Project geologists and paleontologists say that 160,000 years ago a shallow, freshwater lake teeming with crocodiles, catfish, and hippopotamus covered the region and supplied sustenance to the hominids that lived on the shore. Buffalo roamed the land.
A hippopotamus skull found amongst the remains has clear cut marks made by stone tools, though the team cannot tell whether the hominids actively hunted the animals or scavenged them.
The tools found amongst the remains document a transitional period in tool technology wherein earlier hand axe-dominated assemblages of the wood and bone Acheulean gave way to the flake-dominated assemblages of the Middle Stone Age, according to the team.
Each of the skulls also bears cut marks made by stone tools in what appear to be the result of some sort of post-death ritual.
"They were manipulating the skulls after the death of the individual as some sort of mortuary practice that involved not only de-fleshingor taking the flesh offbut also keeping the bones around for some purpose," said White.
There is no evidence to suggest cannibalism, but the closest analog to these skulls come from Papua New Guinea, where the remains of the dead are retained for ritual practices that involved cannibalism.
"Could you have the same sort of modification of bones without any ingestion of human flesh? Of course you can," said White. "It is a completely open question that we will need additional remains to answer."
Susan Antón, a paleoanthropologist at Rutgers University in New Brunswick, New Jersey, said that the cut marks do not appear cannibalistic in nature, but rather seem to represent some other sort of mortuary practice.
"This would signal the importance of culture in these ancient hominids, which should not come as a surprise to us," she said. "I expect they were much more like us than we have given them credit for being."
White and colleagues assigned the fossils to a new species of Homo sapiens after comparing them to other fossils as well as a worldwide sample of several thousand human skulls.
They found that the fossils from Herto are similar to, but do not duplicate, the anatomy of modern humans. Their faces are longer, the skulls more robust, and the brow ridges are larger than those of modern humans, for example.
"It was a very large individual with a complex set of characters that show it is anatomically similar to modern humans, but there are a few differences," said White. "To recognize the differences, we named the subspecies."
According to White, the differences link anatomically modern humans with more archaic forms of humans. This link also fits in with the hominids' tool technology which represents a transition from the Acheulean to the Middle Stone Age, he said.
Stringer says the characteristics White and colleagues use to justify assigning the Herto fossils to their own subspecies of Homo sapiens may not be so unusual among modern humans.
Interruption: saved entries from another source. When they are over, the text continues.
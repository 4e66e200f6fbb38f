//! Interaction state of the catalog browser.
//!
//! [App] owns everything the browser remembers: the current page, the
//! sort/search state of the table and the most recent fetch result. It never
//! performs I/O itself. Transitions hand back a [FetchRequest] when the
//! caller has to go to the network, and fetch results are fed back through
//! [App::complete].

use brewdog_catalog::{
    Beer,
    CatalogQuery,
    FetchError,
    Page,
    PageController,
    SearchText,
    SortColumn,
    SortDirection,
    transform,
};
use tracing::debug;

/// User intents the browser understands.
#[derive(Debug, Clone, Copy, PartialEq, Eq)]
pub enum Action {
    NextPage,
    PreviousPage,
    /// Activate a column header.
    SortBy(SortColumn),
    SearchInput(char),
    SearchBackspace,
    SearchClear,
    CursorUp,
    CursorDown,
    Quit,
}

/// Sort and search state of the table.
#[derive(Debug, Clone, Default, PartialEq, Eq)]
pub struct ViewState {
    pub column: SortColumn,
    pub direction: SortDirection,
    /// The search box content as typed.
    pub search_input: String,
}

impl ViewState {
    pub fn new(column: SortColumn, direction: SortDirection) -> Self {
        Self {
            column,
            direction,
            search_input: String::new(),
        }
    }

    /// Activating the active column flips the direction, any other column
    /// becomes active and keeps the current direction.
    pub fn sort_by(&mut self, column: SortColumn) {
        if column == self.column {
            self.direction = self.direction.toggle();
        } else {
            self.column = column;
        }
    }

    pub fn search(&self) -> SearchText {
        SearchText::new(&self.search_input)
    }
}

/// What the table currently shows.
#[derive(Debug, Clone, PartialEq)]
pub enum LoadState {
    /// A fetch is in flight, nothing is rendered.
    Loading,
    Loaded(Vec<Beer>),
    Failed,
}

/// A fetch the caller must perform and report back via [App::complete].
#[derive(Debug, Clone, PartialEq, Eq)]
pub struct FetchRequest {
    pub seq: u64,
    pub query: CatalogQuery,
}

#[derive(Debug)]
pub struct App {
    pages: PageController,
    defaults: ViewState,
    view: ViewState,
    load: LoadState,
    cursor: usize,
    /// Sequence number of the latest issued request.
    latest: u64,
    quit: bool,
}

impl App {
    pub fn new(start: Page, defaults: ViewState) -> Self {
        Self {
            pages: PageController::new(start),
            view: defaults.clone(),
            defaults,
            load: LoadState::Loading,
            cursor: 0,
            latest: 0,
            quit: false,
        }
    }

    /// Request the initial page.
    pub fn start(&mut self) -> FetchRequest {
        self.request_current_page()
    }

    fn request_current_page(&mut self) -> FetchRequest {
        self.latest += 1;
        self.load = LoadState::Loading;
        // the table is torn down while loading, so its state goes with it
        self.view = self.defaults.clone();
        self.cursor = 0;

        let request = FetchRequest {
            seq: self.latest,
            query: CatalogQuery::new(self.pages.current()),
        };
        debug!(seq = request.seq, page = %request.query.page, "requesting page");
        request
    }

    /// Apply `action`.
    ///
    /// Only page changes return a [FetchRequest]; sorting, searching and
    /// cursor movement work on the loaded page.
    pub fn handle(&mut self, action: Action) -> Option<FetchRequest> {
        match action {
            Action::NextPage => {
                if self.pages.next() {
                    return Some(self.request_current_page());
                }
            },
            Action::PreviousPage => {
                if self.pages.previous() {
                    return Some(self.request_current_page());
                }
            },
            Action::SortBy(column) => {
                if self.is_loaded() {
                    self.view.sort_by(column);
                }
            },
            Action::SearchInput(c) => {
                if self.is_loaded() {
                    self.view.search_input.push(c);
                    self.clamp_cursor();
                }
            },
            Action::SearchBackspace => {
                self.view.search_input.pop();
                self.clamp_cursor();
            },
            Action::SearchClear => {
                self.view.search_input.clear();
                self.clamp_cursor();
            },
            Action::CursorUp => self.cursor = self.cursor.saturating_sub(1),
            Action::CursorDown => {
                self.cursor += 1;
                self.clamp_cursor();
            },
            Action::Quit => self.quit = true,
        }
        None
    }

    /// Deliver the result of the request numbered `seq`.
    ///
    /// Results of anything but the latest request are discarded, so a slow
    /// response for a page the user already left never replaces a newer one.
    /// Returns whether the result was applied.
    pub fn complete(&mut self, seq: u64, result: Result<Vec<Beer>, FetchError>) -> bool {
        if seq != self.latest {
            debug!(seq, latest = self.latest, "discarding stale response");
            return false;
        }

        self.load = match result {
            Ok(beers) => {
                debug!(seq, n_records = beers.len(), "page loaded");
                LoadState::Loaded(beers)
            },
            Err(err) => {
                debug!(seq, error = ?err, "failed to load page");
                LoadState::Failed
            },
        };
        self.clamp_cursor();
        true
    }

    fn clamp_cursor(&mut self) {
        let n_rows = self.visible_rows().len();
        self.cursor = self.cursor.min(n_rows.saturating_sub(1));
    }

    fn is_loaded(&self) -> bool {
        matches!(self.load, LoadState::Loaded(_))
    }

    /// The loaded records in display order with the search applied.
    pub fn visible_rows(&self) -> Vec<Beer> {
        match &self.load {
            LoadState::Loaded(beers) => transform(
                beers,
                self.view.column,
                self.view.direction,
                self.view.search().as_str(),
            ),
            LoadState::Loading | LoadState::Failed => Vec::new(),
        }
    }

    pub fn page(&self) -> Page {
        self.pages.current()
    }

    pub fn has_previous_page(&self) -> bool {
        self.pages.has_previous()
    }

    pub fn view_state(&self) -> &ViewState {
        &self.view
    }

    pub fn load_state(&self) -> &LoadState {
        &self.load
    }

    pub fn cursor(&self) -> usize {
        self.cursor
    }

    pub fn should_quit(&self) -> bool {
        self.quit
    }
}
"Personally, I don't think the subspecies name is very useful," he said. "I think those features would be found in other parts of the world in the Pleistocene, for example in Australia."
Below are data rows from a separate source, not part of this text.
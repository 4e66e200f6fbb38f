//! Error handling for catalog operations.

use reqwest::StatusCode;
use thiserror::Error;

/// Failure to load a page from the catalog.
///
/// Callers present every variant the same way; the variants only exist so
/// the cause can be logged.
#[derive(Debug, Error)]
pub enum FetchError {
    #[error("request to the catalog failed")]
    Request(#[source] reqwest::Error),
    #[error("catalog responded with {0}")]
    Status(StatusCode),
    #[error("catalog response is not a list of beers")]
    Decode(#[source] serde_json::Error),
}

/// Errors while setting up a [crate::CatalogClient].
#[derive(Debug, Error)]
pub enum CatalogClientError {
    #[error("invalid catalog url")]
    InvalidUrl(#[from] url::ParseError),
    #[error("{}", .0)]
    Other(String),
}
Whether the fossils represent an immediate ancestor of modern humans or are indeed the first modern humans, Stringer says that the fossils are a fantastic find that places the origin of modern humans in Africa.
The next question is where in Africa did modern humans evolve?
"There might be just one small place where modern humans originated and spread out from there, or did different bits of Africa contribute to the overall modern human pattern?" said Stringer.
Further research and better dating of the African fossils may eventually reveal an answer.